Starting point is 00:16:54 He was like, that is hilarious. Yeah, yeah, yeah. You know, your dad worked at Stevie Wonder's radio station for a short period of time. And then the thing that you saw through your dad was a man who wanted to be successful. He wanted to be, at one time, you know, I think he managed or either got a gig for Tony, Tony, Tony. For the group, Tony, Tony, Tony. Yeah, but they wasn't famous then. They wasn't famous then. And I think he got a gig for them and then they signed with someone else. But like, yeah, he wanted to be in the business for sure. He wanted, but he never quite got there. I think that's why I wish he was alive because the Lord, he would love everything. Oh my God,
Starting point is 00:17:34 he would love this. Oh, he would just be tickled pink with this. So thing is, you always knew seeing him, seeing how he moved. How did it influence how you moved? My dad always worked. He always worked. He was always thinking. He was always, my dad was always so super confident in himself and in his ideas. And he would always tell me, like, this is so funny because I hear like parents be trying to get their kids to get married or try to get their daughter married.

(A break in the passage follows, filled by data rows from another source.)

//! Database repository for foods and their taste associations.
//!
//! A food's taste set lives in `foods_tastes`. Every write replaces the whole set: the existing
//! join rows are deleted and one row per requested taste id is inserted, both inside a single
//! transaction (a savepoint when the caller already holds one).
//!
//! The parent row and the association step are separate statements. If the association step
//! fails after the food row was written, the food stays and the call returns
//! [`DbError::PartialWrite`]; [`Foods::replace_tastes`] retries just the association step.
//! Callers that need both to land or neither should run the repository on a transaction.
//!
//! Concurrent updates of the same food's tastes are not serialized; the last writer wins.

use std::collections::BTreeSet;
use std::time::Duration;

use sqlx::{Connection, PgConnection};
use tracing::instrument;

use crate::db::{
    DEFAULT_QUERY_TIMEOUT, bounded,
    errors::{DbError, Result},
    handlers::repository::Repository,
    models::{
        catalog::Taste,
        foods::{FoodCreateDBRequest, FoodDBResponse, FoodFilter, FoodRow, FoodUpdateDBRequest},
    },
};
use crate::slug::slugify;
use crate::types::{FoodId, TasteId};

const FOOD_SELECT: &str = r#"
    SELECT f.id, f.known_as, f.country_id, f.make_year, f.slug, f.description, f.created_at, f.updated_at,
           c.country_name, c.created_at AS country_created_at, c.updated_at AS country_updated_at
    FROM foods f
    LEFT JOIN countries c ON c.id = f.country_id
"#;

pub struct Foods<'c> {
    db: &'c mut PgConnection,
    timeout: Duration,
}

/// Collapse duplicates; the resulting order is ascending id.
fn dedup_taste_ids(ids: &[TasteId]) -> Vec<TasteId> {
    ids.iter().copied().collect::<BTreeSet<_>>().into_iter().collect()
}

/// The taste set currently associated with a food, ordered by label
async fn tastes_for_food(conn: &mut PgConnection, food_id: FoodId) -> Result<Vec<Taste>> {
    let tastes = sqlx::query_as::<_, Taste>(
        r#"
        SELECT id, taste, created_at, updated_at
        FROM tastes
        WHERE id IN (SELECT taste_id FROM foods_tastes WHERE food_id = $1)
        ORDER BY taste, id
        "#,
    )
    .bind(food_id)
    .fetch_all(&mut *conn)
    .await?;

    Ok(tastes)
}

async fn hydrate(conn: &mut PgConnection, row: FoodRow) -> Result<FoodDBResponse> {
    let tastes = tastes_for_food(conn, row.id).await?;
    Ok(FoodDBResponse::from((row, tastes)))
}

async fn fetch_food(conn: &mut PgConnection, id: FoodId) -> Result<Option<FoodDBResponse>> {
    let row = sqlx::query_as::<_, FoodRow>(&format!("{FOOD_SELECT} WHERE f.id = $1"))
        .bind(id)
        .fetch_optional(&mut *conn)
        .await?;

    match row {
        Some(row) => Ok(Some(hydrate(conn, row).await?)),
        None => Ok(None),
    }
}

/// Fail with a foreign key error before any write if a requested taste does not exist.
async fn ensure_tastes_exist(conn: &mut PgConnection, taste_ids: &[TasteId]) -> Result<()> {
    if taste_ids.is_empty() {
        return Ok(());
    }

    let found: i64 = sqlx::query_scalar("SELECT COUNT(*) FROM tastes WHERE id = ANY($1)")
        .bind(taste_ids)
        .fetch_one(&mut *conn)
        .await?;

    if found != taste_ids.len() as i64 {
        return Err(DbError::ForeignKeyViolation {
            constraint: Some("foods_tastes_taste_id_fkey".to_string()),
            table: Some("foods_tastes".to_string()),
            message: format!("unknown taste id in {taste_ids:?}"),
        });
    }
    Ok(())
}

/// Replace the association set of `food_id` with exactly `taste_ids`.
async fn sync_tastes(conn: &mut PgConnection, food_id: FoodId, taste_ids: &[TasteId]) -> Result<()> {
    let mut tx = conn.begin().await?;

    sqlx::query("DELETE FROM foods_tastes WHERE food_id = $1")
        .bind(food_id)
        .execute(&mut *tx)
        .await?;

    if !taste_ids.is_empty() {
        sqlx::query(
            r#"
            INSERT INTO foods_tastes (food_id, taste_id, created_at, updated_at)
            SELECT $1, taste_id, NOW(), NOW() FROM UNNEST($2::int4[]) AS taste_id
            "#,
        )
        .bind(food_id)
        .bind(taste_ids)
        .execute(&mut *tx)
        .await?;
    }

    tx.commit().await?;
    Ok(())
}

#[async_trait::async_trait]
impl<'c> Repository for Foods<'c> {
    type CreateRequest = FoodCreateDBRequest;
    type UpdateRequest = FoodUpdateDBRequest;
    type Response = FoodDBResponse;
    type Id = FoodId;
    type Filter = FoodFilter;

    /// Insert a food, deriving its slug, then associate tastes if any were given.
    #[instrument(skip(self, request), fields(known_as = %request.known_as), err)]
    async fn create(&mut self, request: &Self::CreateRequest) -> Result<Self::Response> {
        let limit = self.timeout;
        let slug = slugify(&request.known_as);
        let taste_ids = dedup_taste_ids(&request.taste_ids);

        let id: FoodId = bounded(limit, async {
            ensure_tastes_exist(&mut *self.db, &taste_ids).await?;

            let id = sqlx::query_scalar::<_, FoodId>(
                r#"
                INSERT INTO foods (known_as, country_id, make_year, slug, description)
                VALUES ($1, $2, $3, $4, $5)
                RETURNING id
                "#,
            )
            .bind(&request.known_as)
            .bind(request.country_id)
            .bind(request.make_year)
            .bind(&slug)
            .bind(&request.description)
            .fetch_one(&mut *self.db)
            .await?;

            Ok(id)
        })
        .await?;

        if !taste_ids.is_empty() {
            bounded(limit, sync_tastes(&mut *self.db, id, &taste_ids))
                .await
                .map_err(|e| DbError::partial_write("food", id, "tastes", e))?;
        }

        bounded(limit, fetch_food(&mut *self.db, id))
            .await?
            .ok_or_else(|| DbError::Other(anyhow::anyhow!("food {id} was inserted but could not be read back")))
    }

    #[instrument(skip(self), err)]
    async fn get_by_id(&mut self, id: Self::Id) -> Result<Option<Self::Response>> {
        bounded(self.timeout, fetch_food(&mut *self.db, id)).await
    }

    /// Foods ordered by display name, each with its country and taste set.
    #[instrument(skip(self, filter), fields(limit = filter.limit, skip = filter.skip), err)]
    async fn list(&mut self, filter: &Self::Filter) -> Result<Vec<Self::Response>> {
        let limit = self.timeout;
        bounded(limit, async {
            let rows = sqlx::query_as::<_, FoodRow>(&format!("{FOOD_SELECT} ORDER BY f.known_as, f.id LIMIT $1 OFFSET $2"))
                .bind(filter.limit)
                .bind(filter.skip)
                .fetch_all(&mut *self.db)
                .await?;

            let mut foods = Vec::with_capacity(rows.len());
            for row in rows {
                foods.push(hydrate(&mut *self.db, row).await?);
            }
            Ok(foods)
        })
        .await
    }

    /// Remove a food and its join rows together.
    #[instrument(skip(self), err)]
    async fn delete(&mut self, id: Self::Id) -> Result<bool> {
        let limit = self.timeout;
        bounded(limit, async {
            let mut tx = self.db.begin().await?;

            sqlx::query("DELETE FROM foods_tastes WHERE food_id = $1")
                .bind(id)
                .execute(&mut *tx)
                .await?;
            let result = sqlx::query("DELETE FROM foods WHERE id = $1").bind(id).execute(&mut *tx).await?;

            tx.commit().await?;
            Ok(result.rows_affected() > 0)
        })
        .await
    }

    /// Rewrite a food's fields and slug, then replace its taste set (an empty set clears it).
    #[instrument(skip(self, request), fields(known_as = %request.known_as), err)]
    async fn update(&mut self, id: Self::Id, request: &Self::UpdateRequest) -> Result<Self::Response> {
        let limit = self.timeout;
        let slug = slugify(&request.known_as);
        let taste_ids = dedup_taste_ids(&request.taste_ids);

        bounded(limit, async {
            ensure_tastes_exist(&mut *self.db, &taste_ids).await?;

            sqlx::query_scalar::<_, FoodId>(
                r#"
                UPDATE foods SET
                    known_as = $2,
                    country_id = $3,
                    make_year = $4,
                    slug = $5,
                    description = $6,
                    updated_at = NOW()
                WHERE id = $1
                RETURNING id
                "#,
            )
            .bind(id)
            .bind(&request.known_as)
            .bind(request.country_id)
            .bind(request.make_year)
            .bind(&slug)
            .bind(&request.description)
            .fetch_optional(&mut *self.db)
            .await?
            .ok_or(DbError::NotFound)?;

            Ok(())
        })
        .await?;

        bounded(limit, sync_tastes(&mut *self.db, id, &taste_ids))
            .await
            .map_err(|e| DbError::partial_write("food", id, "tastes", e))?;

        bounded(limit, fetch_food(&mut *self.db, id)).await?.ok_or(DbError::NotFound)
    }
}

impl<'c> Foods<'c> {
    pub fn new(db: &'c mut PgConnection) -> Self {
        Self {
            db,
            timeout: DEFAULT_QUERY_TIMEOUT,
        }
    }

    /// Override the per-call deadline
    pub fn with_timeout(mut self, timeout: Duration) -> Self {
        self.timeout = timeout;
        self
    }

    #[instrument(skip(self), err)]
    pub async fn get_by_slug(&mut self, slug: &str) -> Result<Option<FoodDBResponse>> {
        let limit = self.timeout;
        bounded(limit, async {
            let row = sqlx::query_as::<_, FoodRow>(&format!("{FOOD_SELECT} WHERE f.slug = $1"))
                .bind(slug)
                .fetch_optional(&mut *self.db)
                .await?;

            match row {
                Some(row) => Ok(Some(hydrate(&mut *self.db, row).await?)),
                None => Ok(None),
            }
        })
        .await
    }

    /// Replace only the taste set of an existing food.
    ///
    /// This is the retry path after a [`DbError::PartialWrite`].
    #[instrument(skip(self, taste_ids), fields(count = taste_ids.len()), err)]
    pub async fn replace_tastes(&mut self, food_id: FoodId, taste_ids: &[TasteId]) -> Result<()> {
        let limit = self.timeout;
        let taste_ids = dedup_taste_ids(taste_ids);

        bounded(limit, async {
            let exists: bool = sqlx::query_scalar("SELECT EXISTS (SELECT 1 FROM foods WHERE id = $1)")
                .bind(food_id)
                .fetch_one(&mut *self.db)
                .await?;
            if !exists {
                return Err(DbError::NotFound);
            }

            ensure_tastes_exist(&mut *self.db, &taste_ids).await?;
            sync_tastes(&mut *self.db, food_id, &taste_ids).await
        })
        .await
    }

    #[instrument(skip(self), err)]
    pub async fn tastes_for_food(&mut self, food_id: FoodId) -> Result<Vec<Taste>> {
        bounded(self.timeout, tastes_for_food(&mut *self.db, food_id)).await
    }
}
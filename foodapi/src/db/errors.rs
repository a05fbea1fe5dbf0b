use std::time::Duration;
use thiserror::Error;

/// Unified error type for database operations that application code can handle
#[derive(Error, Debug)]
pub enum DbError {
    /// Entity not found by the given identifier
    #[error("Entity not found")]
    NotFound,

    /// Unique constraint violation
    #[error("Unique constraint violation")]
    UniqueViolation {
        constraint: Option<String>,
        table: Option<String>,
        message: String,
    },

    /// Foreign key constraint violation
    #[error("Foreign key constraint violation")]
    ForeignKeyViolation {
        constraint: Option<String>,
        table: Option<String>,
        message: String,
    },

    /// Check constraint violation
    #[error("Check constraint violation")]
    CheckViolation {
        constraint: Option<String>,
        table: Option<String>,
        message: String,
    },

    /// The per-call deadline elapsed before the store answered
    #[error("Database operation timed out after {0:?}")]
    Timeout(Duration),

    /// The parent row was written but its association rows were not.
    ///
    /// The parent is durable; only the relation set needs to be written again.
    #[error("{entity_type} {entity_id} saved, but its {relation} were not: {source}")]
    PartialWrite {
        entity_type: String,
        entity_id: String,
        relation: String,
        #[source]
        source: Box<DbError>,
    },

    /// Catch-all for non-recoverable errors
    #[error(transparent)]
    Other(#[from] anyhow::Error),
}

/// Convert from sqlx::Error using proper sqlx error categorization
impl From<sqlx::Error> for DbError {
    fn from(err: sqlx::Error) -> Self {
        match &err {
            sqlx::Error::RowNotFound => DbError::NotFound,
            sqlx::Error::Database(db_err) => {
                if db_err.is_unique_violation() {
                    DbError::UniqueViolation {
                        constraint: db_err.constraint().map(|s| s.to_string()),
                        table: db_err.table().map(|s| s.to_string()),
                        message: db_err.message().to_string(),
                    }
                } else if db_err.is_foreign_key_violation() {
                    DbError::ForeignKeyViolation {
                        constraint: db_err.constraint().map(|s| s.to_string()),
                        table: db_err.table().map(|s| s.to_string()),
                        message: db_err.message().to_string(),
                    }
                } else if db_err.is_check_violation() {
                    DbError::CheckViolation {
                        constraint: db_err.constraint().map(|s| s.to_string()),
                        table: db_err.table().map(|s| s.to_string()),
                        message: db_err.message().to_string(),
                    }
                } else {
                    // All other database errors are non-recoverable - convert to anyhow
                    DbError::Other(anyhow::Error::from(err))
                }
            }
            // Pool exhaustion is the store being unresponsive, same as a query deadline
            sqlx::Error::PoolTimedOut => DbError::Timeout(Duration::ZERO),
            _ => DbError::Other(anyhow::Error::from(err)),
        }
    }
}

impl DbError {
    /// Wrap an association failure that happened after the parent row was written
    pub fn partial_write(entity_type: &str, entity_id: impl ToString, relation: &str, source: DbError) -> Self {
        DbError::PartialWrite {
            entity_type: entity_type.to_string(),
            entity_id: entity_id.to_string(),
            relation: relation.to_string(),
            source: Box::new(source),
        }
    }

    pub fn is_timeout(&self) -> bool {
        matches!(self, DbError::Timeout(_))
    }
}

/// Type alias for database operation results
pub type Result<T> = std::result::Result<T, DbError>;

Starting point is 00:18:04 My dad never did that. My dad was always like, I want you to make your own money. He used to always say, I don't want no man taking care of you. I want you to take care of yourself. Be undeniable. They're going to tell you that you black and that you can't make it. They're going to tell you you're a woman and you can't make it. They're going to tell you you're a black woman and you can't make it.
Starting point is 00:18:21 He said, please don't listen to them. He said, because if you work hard, if you work hard, you can't be denied. Our guest today is comedian and actress Leslie Jones, who has written a new memoir about her life and career. We'll hear more of our conversation after a short break. And later, Justin Chang reviews the new film Maestro. I'm Tanya Mosley. This is Fresh Air. This message comes from WISE, the app for doing things in other currencies. Send, spend, or receive money internationally, and always get the real-time mid-market exchange rate with no hidden fees. Download the WISE app today or visit WISE.com. T's and C's apply. Today we're talking to comedian and actor Leslie Jones.
Starting point is 00:19:03 She's written a new memoir titled Leslie F.N. Jones. I can't say the actual word on the radio. It's about her life and rise to fame. Jones was on Saturday Night Live for five seasons. She's also appeared in the 2016 female reboot of Ghostbusters and in Eddie Murphy's 2021 Coming to America sequel. Last January, she was the first guest host for The Daily Show after the departure of Trevor Noah. When we left off, Leslie Jones was talking about growing up with her family. You also had a really special relationship with your mom. Yeah. She had a stroke during your freshman year in college. Yeah. I got chills reading about the dream that you had the night before you got the call that she had the stroke.
Starting point is 00:19:50 Yeah. Would you mind sharing that story? Yes. Okay. So, ooh, I hope I don't get emotional. But I remember, you know, I'm going to tell you, kids, we take advantage of our parents. We do not love them as much as we need to love them. We complain more than we love them.
Starting point is 00:20:08 I used to fuss at her because she would come up to the campus and clean up my room when I wasn't there. Like, she would just do stuff like that. And I remember her talking to one of my teammates. Your basketball teammates in college. And they were like, she's so good. And I just remember we was in, I think it was, I want to say we was Utah. We was playing in Utah and we were delayed at the airport. All of us was laying on the floor because it was a big basketball team. All of us tall. We laying
Starting point is 00:20:35 on the floor and I fell asleep because I could sleep anywhere. Then my coach would just be so angry because he'd be like, you just fall asleep Yeah. So I wish I could do that now, those days. Anyway, I fell asleep and I just remember this big white room. It was just a white room. Nothing was in it. And it was just a silver table. And my mom was in the middle of that table. She had those white little white robe on and she was in a fetal position.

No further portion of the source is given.